Peet had worked for Disney and (IIRC) quit around the time of the strike, and started writing childrens' books. Some of them had a fantasy tone; most of them were about animals. My two favorites as a kid were "Farewell to Shady Glade" (About animals having to literally hop a train - riding on the roof of a caboose - to find a new place to live when they found out their home was going to be developed) and "How Doofus the Dragon Lost His Head" which was about a (friendly) dragon. There was also "The Pinkish Purplish Bluish Egg" which was an egg that yielded a griffin.
I really kind of wanted a griffin as a pet as a kid, even though I was pretty sure they didn't actually exist.
He also had Capyboppy, which was probably the first introduction any of us had to capybaras (who are now a "hot" animal). I recently (in the last three years) bought the Squishimal plushie of a capybara and named him Capyboppy in memory of that book.
There were a number of others but those were my three favorites.
As I got older, I moved to "Chapter Books." Most of these were about people, who were less interesting to me (in general) than animals. Oh, I liked the Narnia books that had talking animals, and there was a series about mice who were kind of in a gang but weren't so very evil (It may have been the Marvin books by Jean van Leeuwen).
And there was Michael Bond! I loved Paddington, of course, but he also wrote a book called Olga da Polga about a guinea pig. I liked series books because it was nice to return to familiar characters; I read a lot of series books.

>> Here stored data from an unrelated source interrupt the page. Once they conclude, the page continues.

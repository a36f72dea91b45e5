//! Domain model types for route optimization.
//!
//! Provides the core abstractions: named stops at geographic coordinates,
//! vehicles with capacity limits, routes as ordered stop-index sequences,
//! the solutions returned by both solvers, and the capacitated problem
//! instance.

mod problem;
mod route;
mod solution;
mod stop;
mod vehicle;

pub use problem::CvrpProblem;
pub use route::Route;
pub use solution::{CvrpSolution, TspSolution, Violation, ViolationType};
pub use stop::{check_unique_names, resolve_stops, Coordinate, ResolvedStops, Stop};
pub use vehicle::Vehicle;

There was also a series about a girl named Katie John, who lived in sort of a rural area. I thought of her as living 'a long time ago' but her era might have been as recent as the late 1950s? They were mostly about her growing up (I think she was 10 in the first book, which was my favorite).
And All-of-a-Kind family, about a bunch of sisters growing up in a Jewish family in New York
And a favorite from earlier childhood, maybe one of the first longer books I read, was Jean Craighead George's "My Side of the Mountain" and I admit I wanted to run off and live in the woods every time I read that. (I still think about it).

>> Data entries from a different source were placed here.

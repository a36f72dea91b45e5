use crate::constructive::greedy_tour;
use crate::distance::DistanceMatrix;
use crate::error::{Error, Result};
use crate::evaluation::sum_edges;
use crate::local_search::two_opt;
use crate::models::{check_unique_names, Route, Stop, TspSolution};

use super::TspOptions;

/// Minimum number of stops that forms a tour.
const MIN_TOUR_STOPS: usize = 2;

/// Solves the single-vehicle tour over `stops` with default options.
///
/// Distances are geodesic kilometres and the tour returns to the first stop.
///
/// # Errors
///
/// [`Error::InsufficientStops`] for fewer than two stops. This is the
/// non-fatal "no route" outcome; see [`Error::is_no_route`].
///
/// # Examples
///
/// ```
/// use route_optimizer::models::Stop;
/// use route_optimizer::tsp::solve_tsp;
///
/// let stops = vec![
///     Stop::new("Gyan Ganga", 23.1292, 79.8749),
///     Stop::new("Global College", 23.2022, 79.8830),
///     Stop::new("Sea World", 23.1566, 79.8412),
///     Stop::new("IT Park", 23.1307, 79.8810),
/// ];
/// let sol = solve_tsp(&stops).unwrap();
/// assert_eq!(sol.order().len(), 5);
/// assert_eq!(sol.order()[0], 0);
/// assert_eq!(sol.order()[4], 0);
/// assert!(sol.total_distance() <= sol.initial_distance());
///
/// assert!(solve_tsp(&stops[..1]).unwrap_err().is_no_route());
/// ```
pub fn solve_tsp(stops: &[Stop]) -> Result<TspSolution> {
    solve_tsp_with(stops, &TspOptions::default())
}

/// Solves the single-vehicle tour over `stops` with explicit options.
///
/// Fails with [`Error::InvalidInput`] if two stops share a name.
pub fn solve_tsp_with(stops: &[Stop], options: &TspOptions) -> Result<TspSolution> {
    if stops.len() < MIN_TOUR_STOPS {
        return Err(Error::InsufficientStops { count: stops.len() });
    }
    check_unique_names(stops)?;
    let matrix = DistanceMatrix::from_stops(stops, options.metric);
    solve_tsp_matrix(&matrix, options)
}

/// Solves the single-vehicle tour over a prebuilt matrix.
///
/// `options.metric` is ignored; the matrix already fixes the distances.
///
/// # Examples
///
/// ```
/// use route_optimizer::distance::DistanceMatrix;
/// use route_optimizer::tsp::{solve_tsp_matrix, TspOptions};
///
/// let dm = DistanceMatrix::from_rows(vec![
///     vec![0.0, 1.0, 5.0],
///     vec![1.0, 0.0, 1.0],
///     vec![5.0, 1.0, 0.0],
/// ]).unwrap();
/// let open = TspOptions::default().with_return_to_start(false);
/// let sol = solve_tsp_matrix(&dm, &open).unwrap();
/// assert_eq!(sol.order(), &[0, 1, 2]);
/// assert_eq!(sol.total_distance(), 2.0);
/// ```
pub fn solve_tsp_matrix(matrix: &DistanceMatrix, options: &TspOptions) -> Result<TspSolution> {
    let n = matrix.size();
    if n < MIN_TOUR_STOPS {
        return Err(Error::InsufficientStops { count: n });
    }

    let closed = options.return_to_start;
    let greedy = greedy_tour(matrix, closed);
    let initial = sum_edges(&greedy, matrix);
    log::debug!("tsp.greedy: n={n} closed={closed} dist={initial:.3}");

    let outcome = two_opt(&greedy, matrix, closed);
    let distance = sum_edges(&outcome.tour, matrix);
    log::debug!(
        "tsp.two_opt: passes={} moves={} dist={distance:.3}",
        outcome.passes,
        outcome.moves
    );
    log::info!("tsp: n={n} dist_before={initial:.3} dist_after={distance:.3}");

    Ok(TspSolution::new(
        Route::new(0, outcome.tour, distance),
        initial,
    ))
}

#[cfg(test)]
mod tests {
    use super::*;
    use crate::distance::Metric;
    use crate::evaluation::route_length;
    use crate::local_search::two_opt;
    use proptest::prelude::*;

    fn unit_square() -> Vec<Stop> {
        vec![
            Stop::new("a", 0.0, 0.0),
            Stop::new("b", 0.0, 1.0),
            Stop::new("c", 1.0, 1.0),
            Stop::new("d", 1.0, 0.0),
        ]
    }

    fn euclidean() -> TspOptions {
        TspOptions::default().with_metric(Metric::Euclidean)
    }

    #[test]
    fn test_unit_square_perimeter() {
        let sol = solve_tsp_with(&unit_square(), &euclidean()).expect("solvable");
        assert!((sol.total_distance() - 4.0).abs() < 1e-10);
        assert_eq!(sol.order().len(), 5);
        assert_eq!(sol.order().first(), sol.order().last());
    }

    #[test]
    fn test_two_stops() {
        let stops = &unit_square()[..2];
        let sol = solve_tsp_with(stops, &euclidean()).expect("solvable");
        assert_eq!(sol.order(), &[0, 1, 0]);
        assert!((sol.total_distance() - 2.0).abs() < 1e-10);
    }

    #[test]
    fn test_too_few_stops() {
        assert_eq!(
            solve_tsp(&[]).unwrap_err(),
            Error::InsufficientStops { count: 0 }
        );
        let one = &unit_square()[..1];
        assert!(solve_tsp(one).unwrap_err().is_no_route());
    }

    #[test]
    fn test_duplicate_stop_names_rejected() {
        let stops = vec![
            Stop::new("Depot", 0.0, 0.0),
            Stop::new("A", 0.0, 1.0),
            Stop::new("A", 1.0, 1.0),
        ];
        let err = solve_tsp(&stops).unwrap_err();
        assert!(matches!(err, Error::InvalidInput(_)));
        assert!(!err.is_no_route());
    }

    #[test]
    fn test_open_path() {
        let opts = euclidean().with_return_to_start(false);
        let sol = solve_tsp_with(&unit_square(), &opts).expect("solvable");
        assert_eq!(sol.order().len(), 4);
        assert_eq!(sol.order()[0], 0);
        assert!((sol.total_distance() - 3.0).abs() < 1e-10);
    }

    #[test]
    fn test_geodesic_route_length_matches() {
        let stops = vec![
            Stop::new("Gyan Ganga", 23.129_210_544, 79.874_867_495),
            Stop::new("Global College", 23.202_199_826, 79.883_045_056),
            Stop::new("Sea World", 23.156_578_080, 79.841_234_571),
            Stop::new("South Avenue Mall", 23.124_602_189, 79.927_164_220),
            Stop::new("JNKVV", 23.215_416_062, 79.960_916_391),
            Stop::new("IT Park", 23.130_691_256, 79.880_984_909),
        ];
        let sol = solve_tsp(&stops).expect("solvable");
        let dm = DistanceMatrix::from_stops(&stops, Metric::Geodesic);
        let recomputed = route_length(sol.order(), &dm).expect("valid");
        assert!((sol.total_distance() - recomputed).abs() < 1e-9);
        assert_eq!(sol.itinerary(&stops)[0], "Gyan Ganga");
    }

    #[test]
    fn test_nan_coordinates_propagate() {
        let stops = vec![
            Stop::new("a", 0.0, 0.0),
            Stop::new("b", f64::NAN, 1.0),
            Stop::new("c", 1.0, 1.0),
        ];
        let sol = solve_tsp_with(&stops, &euclidean()).expect("not validated");
        assert!(sol.total_distance().is_nan());
    }

    fn stops_strategy() -> impl Strategy<Value = Vec<Stop>> {
        prop::collection::vec((-60.0f64..60.0, -170.0f64..170.0), 2..14).prop_map(|coords| {
            coords
                .into_iter()
                .enumerate()
                .map(|(i, (lat, lon))| Stop::new(format!("s{i}"), lat, lon))
                .collect()
        })
    }

    proptest! {
        #![proptest_config(ProptestConfig::with_cases(64))]

        #[test]
        fn prop_tour_visits_every_stop_once(stops in stops_strategy()) {
            let sol = solve_tsp(&stops).expect("solvable");
            let order = sol.order();
            prop_assert_eq!(order.len(), stops.len() + 1);
            prop_assert_eq!(order[0], order[order.len() - 1]);
            let mut inner = order[..stops.len()].to_vec();
            inner.sort_unstable();
            prop_assert_eq!(inner, (0..stops.len()).collect::<Vec<_>>());
        }

        #[test]
        fn prop_reported_length_is_route_length(stops in stops_strategy()) {
            let sol = solve_tsp(&stops).expect("solvable");
            let dm = DistanceMatrix::from_stops(&stops, Metric::Geodesic);
            let len = route_length(sol.order(), &dm).expect("valid");
            prop_assert!((sol.total_distance() - len).abs() < 1e-9);
        }

        #[test]
        fn prop_two_opt_never_worse_than_greedy(stops in stops_strategy()) {
            let sol = solve_tsp_with(&stops, &euclidean()).expect("solvable");
            prop_assert!(sol.total_distance() <= sol.initial_distance() + 1e-9);
        }

        #[test]
        fn prop_two_opt_is_idempotent(stops in stops_strategy(), closed in any::<bool>()) {
            let opts = euclidean().with_return_to_start(closed);
            let sol = solve_tsp_with(&stops, &opts).expect("solvable");
            let dm = DistanceMatrix::from_stops(&stops, Metric::Euclidean);
            let again = two_opt(sol.order(), &dm, closed);
            prop_assert_eq!(again.moves, 0);
            prop_assert_eq!(again.tour.as_slice(), sol.order());
        }

        #[test]
        fn prop_matrix_symmetric_zero_diagonal(stops in stops_strategy()) {
            let dm = DistanceMatrix::from_stops(&stops, Metric::Geodesic);
            for i in 0..dm.size() {
                prop_assert_eq!(dm.get(i, i), 0.0);
                for j in 0..dm.size() {
                    prop_assert_eq!(dm.get(i, j), dm.get(j, i));
                    prop_assert!(dm.get(i, j) >= 0.0);
                }
            }
        }
    }
}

There were other one-off books; a lot of them were shelved in "the Young Adult" section. I remember Summer of my German Soldier, which was pretty sad. Johnny Tremaine had its sad moments, too. (I think there was another Revolutionary-war era novel, about a boy going off to fight?). There were a number of so-called "problem novels" where I went "oh this book is about divorce" or "oh this is about a girl going 'too far' too young (I don't think any EXPLICITLY discussed abortion but I seem to remember one where it was implied) and I admit I mostly bounced off of those, they felt too didactic.

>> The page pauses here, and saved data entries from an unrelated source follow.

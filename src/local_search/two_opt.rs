//! 2-opt segment reversal.
//!
//! # Algorithm
//!
//! For every pair of positions `i < j` with `j - i >= 2`, reversing
//! `tour[i..=j]` replaces edges `(tour[i-1], tour[i])` and
//! `(tour[j], tour[j+1])` with `(tour[i-1], tour[j])` and
//! `(tour[i], tour[j+1])`:
//!
//! ```text
//! delta = d(a, c) + d(b, e) - d(a, b) - d(c, e)
//!         a = tour[i-1], b = tour[i], c = tour[j], e = tour[j+1]
//! ```
//!
//! The scan runs `i` ascending then `j` ascending. The first reversal with
//! `delta < 0` is applied and the scan restarts from `i = 1` on the new tour
//! (first-improvement). The search stops after a full scan without moves.
//!
//! Position 0 never moves. In a closed tour the last position (the repeated
//! start) never moves either; in an open path it may, and the edge after it
//! does not exist.
//!
//! # Complexity
//!
//! O(n²) per scan with O(1) deltas.
//!
//! # Reference
//!
//! Croes, G.A. (1958). "A method for solving traveling salesman problems",
//! *Operations Research* 6(6), 791-812.

use crate::distance::DistanceMatrix;

/// Smallest length decrease accepted as an improvement.
const IMPROVEMENT_EPS: f64 = 1e-10;

/// Result of [`two_opt`].
#[derive(Debug, Clone, PartialEq)]
pub struct TwoOptOutcome {
    /// The locally optimal tour.
    pub tour: Vec<usize>,
    /// Number of full scans performed, including the final one without moves.
    pub passes: usize,
    /// Number of reversals applied.
    pub moves: usize,
}

/// Improves `tour` with first-improvement 2-opt until no reversal helps.
///
/// With `closed`, `tour` must end with its first entry repeated; that
/// position is kept fixed. Tours too short to hold a valid reversal are
/// returned unchanged.
///
/// # Examples
///
/// ```
/// use route_optimizer::models::Stop;
/// use route_optimizer::distance::{DistanceMatrix, Metric};
/// use route_optimizer::local_search::two_opt;
///
/// // Unit square plus a point below it, visited in a self-crossing order.
/// let stops = vec![
///     Stop::new("a", 0.0, 0.0),
///     Stop::new("b", 0.0, 1.0),
///     Stop::new("c", 1.0, 1.0),
///     Stop::new("d", 1.0, 0.0),
///     Stop::new("e", 0.5, -1.0),
/// ];
/// let dm = DistanceMatrix::from_stops(&stops, Metric::Euclidean);
///
/// let out = two_opt(&[0, 3, 2, 1, 4, 0], &dm, true);
/// assert_eq!(out.tour, vec![0, 1, 2, 3, 4, 0]);
/// assert_eq!((out.passes, out.moves), (2, 1));
///
/// // A locally optimal tour comes back untouched.
/// let again = two_opt(&out.tour, &dm, true);
/// assert_eq!(again.tour, out.tour);
/// assert_eq!(again.moves, 0);
/// ```
pub fn two_opt(tour: &[usize], distances: &DistanceMatrix, closed: bool) -> TwoOptOutcome {
    let mut current = tour.to_vec();
    let mut passes = 0;
    let mut moves = 0;

    // Highest movable position.
    let last = if closed {
        current.len().saturating_sub(2)
    } else {
        current.len().saturating_sub(1)
    };

    'scan: loop {
        passes += 1;
        for i in 1..last.saturating_sub(1) {
            for j in i + 2..=last {
                if reversal_delta(&current, distances, i, j) < -IMPROVEMENT_EPS {
                    current[i..=j].reverse();
                    moves += 1;
                    continue 'scan;
                }
            }
        }
        break;
    }

    TwoOptOutcome {
        tour: current,
        passes,
        moves,
    }
}

/// Applies 2-opt to one vehicle route given without its depot ends.
///
/// Returns the improved stop order; the depot closes both ends of the route.
pub fn two_opt_route(stops: &[usize], depot: usize, distances: &DistanceMatrix) -> Vec<usize> {
    if stops.len() < 3 {
        return stops.to_vec();
    }
    let mut tour = Vec::with_capacity(stops.len() + 2);
    tour.push(depot);
    tour.extend_from_slice(stops);
    tour.push(depot);

    let mut out = two_opt(&tour, distances, true).tour;
    out.pop();
    out.remove(0);
    out
}

/// Length change from reversing `tour[i..=j]`.
fn reversal_delta(tour: &[usize], distances: &DistanceMatrix, i: usize, j: usize) -> f64 {
    let a = tour[i - 1];
    let b = tour[i];
    let c = tour[j];

    let mut delta = distances.get(a, c) - distances.get(a, b);
    if let Some(&e) = tour.get(j + 1) {
        delta += distances.get(b, e) - distances.get(c, e);
    }
    delta
}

There was also some fantasy and sci-fi. I'm frankly surprised no one introduced me to the The Dark Is Rising sequence; I'm sure I would have liked it as a kid (and at least the first couple books would have been published by the time I was 10). And the same with Lloyd Alexander's Prydain series.
I did read the one with the Tripods - The White Mountains was the first in the series. It was fundamentally about how in early teenagerhood, kids were "capped" by the Tripods, apparently some invading alien force, and the "capping" basically was mind control. A few kids (the protagonist of The White Mountains and a few people he picked up along the way) resisted, if I remember correctly they had fake "caps" that didn't have the neural connections so they were still free, but LOOKED "capped."
That was my main introduction to dystopian novels; I admit I don't care for them.
MOST of those books were from the (old, back when it was downtown) Hudson Public Library, for most of my growing up the children's librarian was Marjorie Origlio (nee Grissom) and I LOVED her, she was a great librarian and if she had a hand in picking books, she did a good job, there were so many from that library I remember fondly. My family would go weekly - sometimes twice a week, if the weather was bad and my brother and I read through the books we had - every summer, and often weekly during the school year.